The answers to these questions are embedded in the biology of this incredible disease. Cancer, we have discovered, is stitched into our genome. Oncogenes arise from mutations in essential genes that regulate the growth of cells. Mutations accumulate in these genes when DNA is damaged by carcinogens, but also by seemingly random errors in copying genes when cells divide. The former might be preventable, but the latter is endogenous. Cancer is a flaw in our growth, but this flaw is deeply entrenched in ourselves. We can rid ourselves of cancer, then, only as much as we can rid ourselves of the processes in our physiology that depend on growth—aging, regeneration, healing, reproduction.

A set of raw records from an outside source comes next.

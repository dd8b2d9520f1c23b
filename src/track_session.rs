use crate::distance::haversine_distance_km;
use crate::error::{Result, TrackError};
use crate::geo_sample::GeoSample;
use crate::track_record::TrackRecord;
use crate::utils::{Clock, SystemClock};

/// A track needs at least this many samples to be worth saving.
pub const MIN_SAMPLES_FOR_RECORD: usize = 2;

#[derive(Copy, Clone, Debug, PartialEq, Eq, strum_macros::Display)]
pub enum SessionState {
    Idle,
    Recording,
    Stopped,
}

#[derive(Copy, Clone, Debug, PartialEq, Eq, Hash)]
#[repr(i8)]
pub enum IngestResult {
    Append = 0,
    // stale or out of order, not stored
    Ignore = -1,
}

impl IngestResult {
    pub fn to_int(&self) -> i8 {
        *self as i8
    }
}

#[derive(Copy, Clone, Debug, PartialEq)]
pub struct SessionStats {
    pub point_count: usize,
    pub elapsed_seconds: i64,
    pub distance_km: f64,
}

pub struct TrackSession {
    state: SessionState,
    samples: Vec<GeoSample>,
    started_at_ms: Option<i64>,
    stopped_at_ms: Option<i64>,
    distance_km: f64,
    clock: Box<dyn Clock>,
}

impl TrackSession {
    pub fn new() -> Self {
        Self::with_clock(Box::new(SystemClock))
    }

    pub fn with_clock(clock: Box<dyn Clock>) -> Self {
        TrackSession {
            state: SessionState::Idle,
            samples: Vec::new(),
            started_at_ms: None,
            stopped_at_ms: None,
            distance_km: 0.0,
            clock,
        }
    }

    pub fn state(&self) -> SessionState {
        self.state
    }

    pub fn is_recording(&self) -> bool {
        self.state == SessionState::Recording
    }

    pub fn samples(&self) -> &[GeoSample] {
        &self.samples
    }

    pub fn last_sample(&self) -> Option<&GeoSample> {
        self.samples.last()
    }

    pub fn started_at_ms(&self) -> Option<i64> {
        self.started_at_ms
    }

    pub fn start(&mut self) -> Result<()> {
        if self.state == SessionState::Recording {
            return Err(TrackError::AlreadyRecording);
        }
        self.samples.clear();
        self.distance_km = 0.0;
        self.started_at_ms = Some(self.clock.now_ms());
        self.stopped_at_ms = None;
        self.state = SessionState::Recording;
        info!("[track_session] recording started");
        Ok(())
    }

    pub fn ingest(&mut self, sample: GeoSample) -> Result<IngestResult> {
        if self.state != SessionState::Recording {
            return Err(TrackError::NotRecording);
        }
        if let Some(last) = self.samples.last() {
            if sample.captured_at_ms < last.captured_at_ms {
                // NOTE: location sources occasionally hand back a fix from a
                // while ago. Keeping it would make the track zigzag, so drop it.
                debug!(
                    "[track_session] dropping stale sample: captured_at_ms={}, last={}",
                    sample.captured_at_ms, last.captured_at_ms
                );
                return Ok(IngestResult::Ignore);
            }
            self.distance_km += haversine_distance_km(&last.coordinate(), &sample.coordinate());
        }
        self.samples.push(sample);
        Ok(IngestResult::Append)
    }

    fn elapsed_ms(&self) -> i64 {
        let started_at_ms = match self.started_at_ms {
            None => return 0,
            Some(x) => x,
        };
        let elapsed = match (self.samples.first(), self.samples.last()) {
            (Some(first), Some(last)) if self.samples.len() >= 2 => {
                last.captured_at_ms.saturating_sub(first.captured_at_ms)
            }
            _ => {
                let end = self.stopped_at_ms.unwrap_or_else(|| self.clock.now_ms());
                end.saturating_sub(started_at_ms)
            }
        };
        elapsed.max(0)
    }

    pub fn current_stats(&self) -> SessionStats {
        SessionStats {
            point_count: self.samples.len(),
            elapsed_seconds: self.elapsed_ms() / 1000,
            distance_km: self.distance_km,
        }
    }

    pub fn stop(&mut self) -> Result<TrackRecord> {
        if self.state != SessionState::Recording {
            return Err(TrackError::NotRecording);
        }
        let now_ms = self.clock.now_ms();
        self.stopped_at_ms = Some(now_ms);
        self.state = SessionState::Stopped;

        let point_count = self.samples.len();
        info!("[track_session] recording stopped: point_count={}", point_count);
        if point_count < MIN_SAMPLES_FOR_RECORD {
            return Err(TrackError::InsufficientData {
                point_count,
                minimum: MIN_SAMPLES_FOR_RECORD,
            });
        }

        Ok(TrackRecord::new(
            now_ms,
            self.started_at_ms.unwrap_or(now_ms),
            self.samples.clone(),
            self.distance_km,
            self.elapsed_ms() / 1000,
        ))
    }
}

impl Default for TrackSession {
    fn default() -> Self {
        Self::new()
    }
}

Science embodies the human desire to understand nature; technology couples that desire with the ambition to control nature. These are related impulses—one might seek to understand nature in order to control it—but the drive to intervene is unique to technology. Medicine, then, is fundamentally a technological art; at its core lies a desire to improve human lives by intervening on life itself. Conceptually, the battle against cancer pushes the idea of technology to its far edge, for the object being intervened upon is our genome. It is unclear whether an intervention that discriminates between malignant and normal growth is even possible. Perhaps cancer, the scrappy, fecund, invasive, adaptable twin to our own scrappy, fecund, invasive, adaptable cells and genes, is impossible to disconnect from our bodies. Perhaps cancer defines the inherent outer limit of our survival. As our cells divide and our bodies age, and as mutations accumulate inexorably upon mutations, cancer might well be the final terminus in our development as organisms.